Авантюристы Просвещения - Александр Фёдорович Строев
Шрифт:
Интервал:
Закладка:
Рассмотрим взаимоотношения Дон Жуана с тремя основными действующими лицами: с женщинами, со слугой и со статуей. Дон Жуан берет на себя задачу сексуальной инициации всех женщин. За ним право первой ночи, он должен лишить девушку невинности и оплодотворить ее до брака. В некоторых мифологических традициях эта задача предстает как трудная и опасная, возникает поверье о vagina dentata (Зигфрид и Брунгильда). Подобное представление лежит в основе сюжета большинства галантных сказочных повестей XVIII в., где, как в «Шумовке» Кребийона, феи и духи снимают заклятье с героев, проведя с ними ночь (непосредственно мотив vagina dentata встречается в «Султане Мизапуфе» Вуазенона).
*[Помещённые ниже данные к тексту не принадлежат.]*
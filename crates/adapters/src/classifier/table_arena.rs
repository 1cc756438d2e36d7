use std::collections::HashMap;

use domain::compiler::BLOCK_SIZE;
use domain::table::{ClassifierError, TableHandle};
use ports::secondary::classifier_port::ClassifierBackendPort;
use tracing::debug;

struct StoredTable {
    mask: Vec<u8>,
    skip: u32,
    capacity: u32,
    next: Option<TableHandle>,
    sessions: HashMap<Vec<u8>, u32>,
}

struct Slot {
    generation: u32,
    table: Option<StoredTable>,
}

/// Classifier backend keeping tables in a generation-checked arena.
///
/// Freed slots are reused with a bumped generation, so a stale handle to
/// a deleted table is reported as `TableNotFound` instead of aliasing the
/// table that took its slot.
#[derive(Default)]
pub struct InMemoryClassifier {
    slots: Vec<Slot>,
    free: Vec<u32>,
}

impl InMemoryClassifier {
    pub fn new() -> Self {
        Self::default()
    }

    /// Number of live tables.
    pub fn table_count(&self) -> usize {
        self.slots.iter().filter(|s| s.table.is_some()).count()
    }

    pub fn session_count(&self, table: TableHandle) -> Result<usize, ClassifierError> {
        Ok(self.get(table)?.sessions.len())
    }

    pub fn capacity(&self, table: TableHandle) -> Result<u32, ClassifierError> {
        Ok(self.get(table)?.capacity)
    }

    pub fn next_of(&self, table: TableHandle) -> Result<Option<TableHandle>, ClassifierError> {
        Ok(self.get(table)?.next)
    }

    /// Walk the chain from `head` and return the rule index of the first
    /// session whose key equals the masked header bytes.
    pub fn classify(&self, head: TableHandle, header: &[u8]) -> Option<u32> {
        let mut current = Some(head);
        let mut hops = 0;
        while let Some(handle) = current {
            let table = self.get(handle).ok()?;
            let start = table.skip as usize * BLOCK_SIZE;
            let key: Vec<u8> = table
                .mask
                .iter()
                .enumerate()
                .map(|(i, m)| header.get(start + i).copied().unwrap_or(0) & m)
                .collect();
            if let Some(index) = table.sessions.get(&key) {
                return Some(*index);
            }
            hops += 1;
            if hops > self.slots.len() {
                return None;
            }
            current = table.next;
        }
        None
    }

    fn get(&self, handle: TableHandle) -> Result<&StoredTable, ClassifierError> {
        self.slots
            .get(handle.slot as usize)
            .filter(|s| s.generation == handle.generation)
            .and_then(|s| s.table.as_ref())
            .ok_or(ClassifierError::TableNotFound { table: handle })
    }

    fn get_mut(&mut self, handle: TableHandle) -> Result<&mut StoredTable, ClassifierError> {
        self.slots
            .get_mut(handle.slot as usize)
            .filter(|s| s.generation == handle.generation)
            .and_then(|s| s.table.as_mut())
            .ok_or(ClassifierError::TableNotFound { table: handle })
    }

    fn release(&mut self, handle: TableHandle) -> Result<Option<TableHandle>, ClassifierError> {
        let next = self.get(handle)?.next;
        if let Some(slot) = self.slots.get_mut(handle.slot as usize) {
            slot.table = None;
            slot.generation = slot.generation.wrapping_add(1);
            self.free.push(handle.slot);
        }
        Ok(next)
    }
}

impl ClassifierBackendPort for InMemoryClassifier {
    fn create_table(
        &mut self,
        mask: &[u8],
        skip: u32,
        match_len: u32,
        capacity: u32,
        next: Option<TableHandle>,
    ) -> Result<TableHandle, ClassifierError> {
        if match_len == 0 || mask.len() != match_len as usize * BLOCK_SIZE {
            return Err(ClassifierError::InvalidGeometry {
                reason: "mask must be match_len blocks long",
            });
        }
        if capacity == 0 {
            return Err(ClassifierError::InvalidGeometry {
                reason: "capacity must be at least 1",
            });
        }
        if let Some(next) = next {
            self.get(next)?;
        }
        let table = StoredTable {
            mask: mask.to_vec(),
            skip,
            capacity,
            next,
            sessions: HashMap::new(),
        };
        let handle = if let Some(slot) = self.free.pop() {
            let entry = &mut self.slots[slot as usize];
            entry.table = Some(table);
            TableHandle {
                slot,
                generation: entry.generation,
            }
        } else {
            let slot = u32::try_from(self.slots.len()).map_err(|_| {
                ClassifierError::InvalidGeometry {
                    reason: "table arena exhausted",
                }
            })?;
            self.slots.push(Slot {
                generation: 0,
                table: Some(table),
            });
            TableHandle {
                slot,
                generation: 0,
            }
        };
        debug!(table = %handle, skip, match_len, capacity, "classifier table created");
        Ok(handle)
    }

    fn delete_table(
        &mut self,
        table: TableHandle,
        cascade_chain: bool,
    ) -> Result<(), ClassifierError> {
        let mut next = self.release(table)?;
        debug!(table = %table, cascade_chain, "classifier table deleted");
        if cascade_chain {
            while let Some(handle) = next {
                next = self.release(handle)?;
                debug!(table = %handle, "classifier table deleted by cascade");
            }
        }
        Ok(())
    }

    fn update_table_next(
        &mut self,
        table: TableHandle,
        next: Option<TableHandle>,
    ) -> Result<(), ClassifierError> {
        if let Some(next) = next {
            self.get(next)?;
        }
        self.get_mut(table)?.next = next;
        Ok(())
    }

    fn add_session(
        &mut self,
        table: TableHandle,
        key: &[u8],
        rule_index: u32,
    ) -> Result<(), ClassifierError> {
        let stored = self.get_mut(table)?;
        if key.len() != stored.mask.len() {
            return Err(ClassifierError::InvalidKeyLength {
                table,
                len: key.len(),
                expected: stored.mask.len(),
            });
        }
        if stored.sessions.contains_key(key) {
            return Err(ClassifierError::DuplicateSession { table });
        }
        if stored.sessions.len() >= stored.capacity as usize {
            return Err(ClassifierError::CapacityExceeded {
                table,
                capacity: stored.capacity,
            });
        }
        stored.sessions.insert(key.to_vec(), rule_index);
        Ok(())
    }

    fn delete_session(&mut self, table: TableHandle, key: &[u8]) -> Result<(), ClassifierError> {
        self.get_mut(table)?
            .sessions
            .remove(key)
            .map(|_| ())
            .ok_or(ClassifierError::SessionNotFound { table })
    }

    fn find_session(&self, table: TableHandle, key: &[u8]) -> Result<Option<u32>, ClassifierError> {
        Ok(self.get(table)?.sessions.get(key).copied())
    }
}

#[cfg(test)]
mod tests {
    use super::*;

    fn mask() -> Vec<u8> {
        let mut m = vec![0u8; BLOCK_SIZE];
        m[0] = 0xF0;
        m[9] = 0xFF;
        m
    }

    fn key(proto: u8) -> Vec<u8> {
        let mut k = vec![0u8; BLOCK_SIZE];
        k[0] = 0x40;
        k[9] = proto;
        k
    }

    fn header(proto: u8) -> Vec<u8> {
        let mut h = vec![0u8; 40];
        h[0] = 0x45;
        h[9] = proto;
        h
    }

    // ── Tables ─────────────────────────────────────────────────────

    #[test]
    fn create_validates_geometry() {
        let mut c = InMemoryClassifier::new();
        assert!(matches!(
            c.create_table(&[0xFF; 8], 0, 1, 4, None),
            Err(ClassifierError::InvalidGeometry { .. })
        ));
        assert!(matches!(
            c.create_table(&mask(), 0, 1, 0, None),
            Err(ClassifierError::InvalidGeometry { .. })
        ));
        assert!(c.create_table(&mask(), 0, 1, 4, None).is_ok());
    }

    #[test]
    fn stale_handle_is_not_found() {
        let mut c = InMemoryClassifier::new();
        let old = c.create_table(&mask(), 0, 1, 4, None).unwrap();
        c.delete_table(old, false).unwrap();
        let new = c.create_table(&mask(), 0, 1, 4, None).unwrap();
        assert_eq!(new.slot, old.slot);
        assert_ne!(new.generation, old.generation);
        assert_eq!(
            c.find_session(old, &key(6)),
            Err(ClassifierError::TableNotFound { table: old })
        );
    }

    #[test]
    fn next_must_exist() {
        let mut c = InMemoryClassifier::new();
        let t = c.create_table(&mask(), 0, 1, 4, None).unwrap();
        c.delete_table(t, false).unwrap();
        assert!(matches!(
            c.create_table(&mask(), 0, 1, 4, Some(t)),
            Err(ClassifierError::TableNotFound { .. })
        ));
    }

    #[test]
    fn cascade_deletes_whole_chain() {
        let mut c = InMemoryClassifier::new();
        let tail = c.create_table(&mask(), 0, 1, 4, None).unwrap();
        let mid = c.create_table(&mask(), 0, 1, 4, Some(tail)).unwrap();
        let head = c.create_table(&mask(), 0, 1, 4, Some(mid)).unwrap();
        assert_eq!(c.table_count(), 3);
        c.delete_table(head, true).unwrap();
        assert_eq!(c.table_count(), 0);
    }

    #[test]
    fn non_cascade_keeps_successor() {
        let mut c = InMemoryClassifier::new();
        let tail = c.create_table(&mask(), 0, 1, 4, None).unwrap();
        let head = c.create_table(&mask(), 0, 1, 4, Some(tail)).unwrap();
        c.delete_table(head, false).unwrap();
        assert_eq!(c.table_count(), 1);
        assert_eq!(c.next_of(tail), Ok(None));
    }

    // ── Sessions ───────────────────────────────────────────────────

    #[test]
    fn duplicate_session_rejected() {
        let mut c = InMemoryClassifier::new();
        let t = c.create_table(&mask(), 0, 1, 4, None).unwrap();
        c.add_session(t, &key(6), 0).unwrap();
        assert_eq!(
            c.add_session(t, &key(6), 1),
            Err(ClassifierError::DuplicateSession { table: t })
        );
        assert_eq!(c.find_session(t, &key(6)), Ok(Some(0)));
    }

    #[test]
    fn capacity_enforced() {
        let mut c = InMemoryClassifier::new();
        let t = c.create_table(&mask(), 0, 1, 1, None).unwrap();
        c.add_session(t, &key(6), 0).unwrap();
        assert_eq!(
            c.add_session(t, &key(17), 1),
            Err(ClassifierError::CapacityExceeded {
                table: t,
                capacity: 1
            })
        );
    }

    #[test]
    fn key_length_checked() {
        let mut c = InMemoryClassifier::new();
        let t = c.create_table(&mask(), 0, 1, 2, None).unwrap();
        assert!(matches!(
            c.add_session(t, &[0x40], 0),
            Err(ClassifierError::InvalidKeyLength { .. })
        ));
    }

    #[test]
    fn delete_missing_session() {
        let mut c = InMemoryClassifier::new();
        let t = c.create_table(&mask(), 0, 1, 2, None).unwrap();
        assert_eq!(
            c.delete_session(t, &key(6)),
            Err(ClassifierError::SessionNotFound { table: t })
        );
    }

    // ── Lookup ─────────────────────────────────────────────────────

    #[test]
    fn classify_walks_chain() {
        let mut c = InMemoryClassifier::new();
        let mut wide = vec![0u8; BLOCK_SIZE * 2];
        wide[0] = 0xF0;
        wide[23] = 0xFF;
        let tail = c.create_table(&wide, 0, 2, 4, None).unwrap();
        let head = c.create_table(&mask(), 0, 1, 4, Some(tail)).unwrap();
        c.add_session(head, &key(6), 0).unwrap();
        let mut k = vec![0u8; BLOCK_SIZE * 2];
        k[0] = 0x40;
        k[23] = 53;
        c.add_session(tail, &k, 1).unwrap();

        assert_eq!(c.classify(head, &header(6)), Some(0));
        let mut udp = header(17);
        udp[23] = 53;
        assert_eq!(c.classify(head, &udp), Some(1));
        assert_eq!(c.classify(head, &header(1)), None);
    }
}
Тот, кто, подобно графу Альмавиве, претендует на право сеньора, хочет быть повелителем всех женщин. Весь мир – его гарем. У него не может быть соперников; как пишет Отто Ранк, убивая или обманывая мужей, он всего лишь удаляет с пути помехи. Супруг или официальный любовник для него все равно что острая приправа к блюду, без них женщина не вызывает у него интереса[253]. Подобная ревность свойственна и Казанове, и, конечно, он также играет роль античного божества, оплодотворяя девиц, с той разницей, что потом благополучно выдает их замуж. Мольеровский Дон Жуан предстает как всеобщий муж (épouseur du genre humain), тогда как венецианец – соблазнитель и сводник.
Дон Жуан – тот, кого ждут, и потому маска сластолюбца приобретает сакральные черты, божественные или дьявольские. С точки зрения Стендаля, Дон Жуан – не распутник (и потому, считает он, персонаж поэмы Байрона – всего лишь вариация на тему Фобласа). Исторически Дон Жуан происходит от средневекового рыцаря, ибо по-новому реализует идею куртуазного служения, когда не только личные достоинства мужчины, но и его общественную репутацию целиком определяет Дама. Но эта идеальная женщина существует лишь в его воображении, она – объект вечного поиска, и потому Дон Жуан сродни писателю или алхимику, ищущему философский камень.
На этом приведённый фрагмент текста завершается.